Data on efficacy and safety of darbepoetin alfa (DA) administered at hemoglobin (Hb) ≤10 g/dL are limited. In this analysis, we examined DA's efficacy and safety in patients with Stage IV cancers and chemotherapy‐induced anemia (CIA) initiated on DA at Hb ≤10 g/dL. Data for patients with Stage IV cancers and CIA and who initiated DA at Hb ≤10 g/dL were extracted from three phase 3 trials identified in a central database of Amgen‐sponsored DA studies in CIA. Efficacy outcomes were assessed by achievement of Hb increases of ≥1 g/dL and ≥2 g/dL and red blood cell (RBC) or whole blood transfusion requirements. Data were analyzed for all patients with baseline Hb ≤10 g/dL, and by the subgroups of patients with baseline Hb ≥9 to ≤10 g/dL versus <9 g/dL. Crude and Kaplan–Meier proportions of patients who experienced each outcome and time (days) to each outcome were summarized by treatment. Meta‐analysis (fixed‐effects inverse‐variance model) was performed to compare outcomes for DA versus placebo. Safety was assessed by occurrence of adverse events. Data from 213 patients were analyzed: DA, n = 115; placebo, n = 98. More patients in the DA versus the placebo subgroup achieved Hb increase of ≥1 g/dL (72% vs. 36%; HR: 2.92, 95% CI: 1.95, 4.39) and ≥2 g/dL (44% vs. 18%; HR: 2.98, 95% CI: 1.71, 5.21) during the first 12 treatment weeks.

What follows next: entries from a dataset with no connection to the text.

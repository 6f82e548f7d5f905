//! CLI configuration.
//!
//! Settings come from an optional JSON file. A missing default file is not
//! an error; a missing file that was named explicitly is.

use serde::{Deserialize, Serialize};
use std::fs;
use std::path::{Path, PathBuf};
use thiserror::Error;

/// Environment variable that overrides the configured log filter.
pub const LOG_ENV: &str = "BICON_LOG";

#[derive(Error, Debug)]
pub enum ConfigError {
    #[error("cannot read config {path}: {source}")]
    Read {
        path: PathBuf,
        #[source]
        source: std::io::Error,
    },
    #[error("invalid config {path}: {source}")]
    Parse {
        path: PathBuf,
        #[source]
        source: serde_json::Error,
    },
}

#[derive(Debug, Clone, PartialEq, Eq, Serialize, Deserialize)]
#[serde(default)]
pub struct Config {
    /// `tracing` filter directive used when neither `--verbose` nor
    /// `BICON_LOG` is given.
    pub log_filter: String,

    /// Pretty-print JSON output.
    pub pretty: bool,

    /// Colorize terminal output.
    pub color: bool,
}

impl Default for Config {
    fn default() -> Self {
        Self {
            log_filter: "info".to_string(),
            pretty: true,
            color: true,
        }
    }
}

impl Config {
    /// `<config dir>/bicon/config.json`, if the platform has a config dir.
    pub fn default_path() -> Option<PathBuf> {
        dirs::config_dir().map(|dir| dir.join("bicon").join("config.json"))
    }

    /// Loads the explicit path if given, else the default path if it exists,
    /// else the defaults.
    pub fn load(explicit: Option<&Path>) -> Result<Self, ConfigError> {
        match explicit {
            Some(path) => Self::from_file(path),
            None => match Self::default_path() {
                Some(path) if path.exists() => Self::from_file(&path),
                _ => Ok(Self::default()),
            },
        }
    }

    pub fn from_file(path: &Path) -> Result<Self, ConfigError> {
        let text = fs::read_to_string(path).map_err(|source| ConfigError::Read {
            path: path.to_path_buf(),
            source,
        })?;
        serde_json::from_str(&text).map_err(|source| ConfigError::Parse {
            path: path.to_path_buf(),
            source,
        })
    }

    /// Filter precedence: `--verbose`, then `BICON_LOG`, then the config.
    pub fn log_filter(&self, verbose: bool, env: Option<String>) -> String {
        if verbose {
            return "debug".to_string();
        }
        env.filter(|s| !s.trim().is_empty())
            .unwrap_or_else(|| self.log_filter.clone())
    }
}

Median times to Hb increase of ≥1 g/dL and ≥2 g/dL were 36 days and 78 days for DA, respectively. RBC or whole blood transfusions were less common in patients in the DA versus the placebo subgroup (24% vs. 45%; HR: 0.44, 95% CI: 0.27, 0.73). No new safety issues were reported. Our results confirm that DA use in patients with Stage IV cancer and CIA is more effective than placebo at increasing Hb levels and at reducing transfusion needs when DA treatment is initiated at Hb ≤10 g/dL.